With all of the excitement about the return of guilty summer pleasure Big Brother, I forgot just what a crappy show it really is–especially when compared to its CBS siblings, since it seems like it belongs on some low-rent cable channel–and how it takes a while for me to embrace its crappiness, especially when there’s no scheming or strategizing to distract me. That will come soon enough, though, and with this group of nutjobs, it should be fun.
Sticking to its very familiar formula, the first episode introduced us to the 12 new houseguests, almost all of whom already seem excruciatingly annoying, and to the mystery 13th houseguest: Jessie from Big Brother 10. Sheila’s rumored return wasn’t even a possibility (maybe she really is traveling for three months!), but once they revealed the people who might enter the house, I was desperate for Sheila to return.

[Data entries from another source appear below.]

use std::fs;

use assert_cmd::Command;
use predicates::str::contains;

fn tasknest(dir: &tempfile::TempDir) -> Command {
    let mut cmd = Command::cargo_bin("tasknest").expect("binary");
    cmd.current_dir(dir.path()).env_remove("TASKNEST_CONFIG");
    cmd
}

#[test]
fn tasknest_help_works() {
    Command::cargo_bin("tasknest")
        .expect("binary")
        .arg("--help")
        .assert()
        .success()
        .stdout(contains("task planning"));
}

#[test]
fn subcommand_help_works() {
    for cmd in ["simulate", "settings"] {
        Command::cargo_bin("tasknest")
            .expect("binary")
            .arg(cmd)
            .arg("--help")
            .assert()
            .success();
    }
}

#[test]
fn simulate_reports_json_envelope() {
    let dir = tempfile::tempdir().expect("tempdir");
    let output = tasknest(&dir)
        .args(["simulate", "--days", "3", "--seed", "7", "--json"])
        .output()
        .expect("run simulate");
    assert!(output.status.success());

    let payload: serde_json::Value =
        serde_json::from_slice(&output.stdout).expect("json output");
    assert_eq!(payload["schema_version"], "tasknest.v1");
    assert_eq!(payload["command"], "simulate");
    assert_eq!(payload["status"], "success");
    assert_eq!(payload["data"]["days_simulated"], 3);
    assert_eq!(payload["data"]["history"].as_array().map(Vec::len), Some(3));
    assert_eq!(payload["data"]["trend"].as_array().map(Vec::len), Some(7));
    assert_eq!(payload["data"]["sample"]["tasks"], 9);
}

#[test]
fn simulate_rejects_bad_ratio() {
    let dir = tempfile::tempdir().expect("tempdir");
    tasknest(&dir)
        .args(["simulate", "--complete-ratio", "1.5"])
        .assert()
        .code(2)
        .stderr(contains("complete-ratio"));
}

#[test]
fn settings_show_uses_defaults_without_file() {
    let dir = tempfile::tempdir().expect("tempdir");
    tasknest(&dir)
        .args(["settings", "show"])
        .assert()
        .success()
        .stdout(contains("tasknest settings: defaults"))
        .stdout(contains("daily task limit: 4"));
}

#[test]
fn settings_check_accepts_valid_file() {
    let dir = tempfile::tempdir().expect("tempdir");
    fs::write(
        dir.path().join(".tasknest.toml"),
        "[settings]\ndaily_task_limit = 3\n",
    )
    .expect("write config");

    tasknest(&dir)
        .args(["settings", "check"])
        .assert()
        .success()
        .stdout(contains("ok"));
}

#[test]
fn settings_check_rejects_out_of_range_limit() {
    let dir = tempfile::tempdir().expect("tempdir");
    fs::write(
        dir.path().join(".tasknest.toml"),
        "[settings]\ndaily_task_limit = 9\n",
    )
    .expect("write config");

    tasknest(&dir)
        .args(["settings", "check", "--json"])
        .assert()
        .code(2)
        .stdout(contains("invalid_config"))
        .stdout(contains("tasknest settings check"));
}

Four past contestants showed up, each representing one of the cliques, and they were Cowboy (off-beat), Jessica (popular), Brian (brains), Jessie (Incredible Hulk CGI model stand-in, I mean, athlete). I was rooting the brains in the first competition–which involved large underpants, toilet seats, and “super wedgies”–because Brian is the least annoying and was only on the show for a week. But he was out first (you’d think the nerds could handle the wedgies, but for some reason that stereotype fell apart), and the jocks stereotypically won the first HOH competition, so Jessie re-entered the game. Julie Chen teased, “How will the housegests respond now that Jessie has entered the game?” Probably by getting out the way because he’s so massive.
Speaking of Julie, she acknowledged her pregnancy in the first few moments of the game, and I actually missed the reference at first because her over-rehearsed attempt to pause dramatically, glance down at her uterus, and gesture with her hands actually looked at first like she was reading her lines off of her hands.
Because the show turned my excitement into annoyance in its first hour, here’s a list of the things that irritated me:
- The lame, corny scripted introductions to the cast (“this scientist is going to mix things up in the house,” Michele said while swirling a flask.) They’re not actors, yet the producers force them to act, so our first introduction to them is awkward and unnecessarily fake.
- The whole cast, although most of that is because of the way they were introduced to us. Casey, though, seems to be the most excruciatingly obnoxious, at least from episode one. I can imagine parents pulling their kids out of his class right now.
- The clique twist, which seems lamer each time it’s described. I don’t mind the groupings–although three people does not make a good tribe–but playing up high school in a game that’s already like middle school isn’t appealing.
- Julie’s weak attempt to get viewers to identify with and root for a clique is annoying, as if we all belonged to the same four groups that producers who went to high school decades ago are convinced is still super-relevant today.
- Forcing the houseguests to enter in pre-determined groups. They’ve already screwed with them by forcing them into alliances, and this is yet another way to manipulate the competition: the last four get screwed on their bedroom, period, so the producers decide who to punish. Stop meddling!
- The fact that I had to hear Cowboy speak again without advance warning to stab myself in the eardrums.
- The fact that I had to listen to Jessica and Eric do their baby-voice flirting without advance warning to stab myself in the eardrums.
But despite all of this, the show had me at Jeff saying, “I’m definitely not a arithmetic-type person, you know, reading books.” Let the stupidity begin.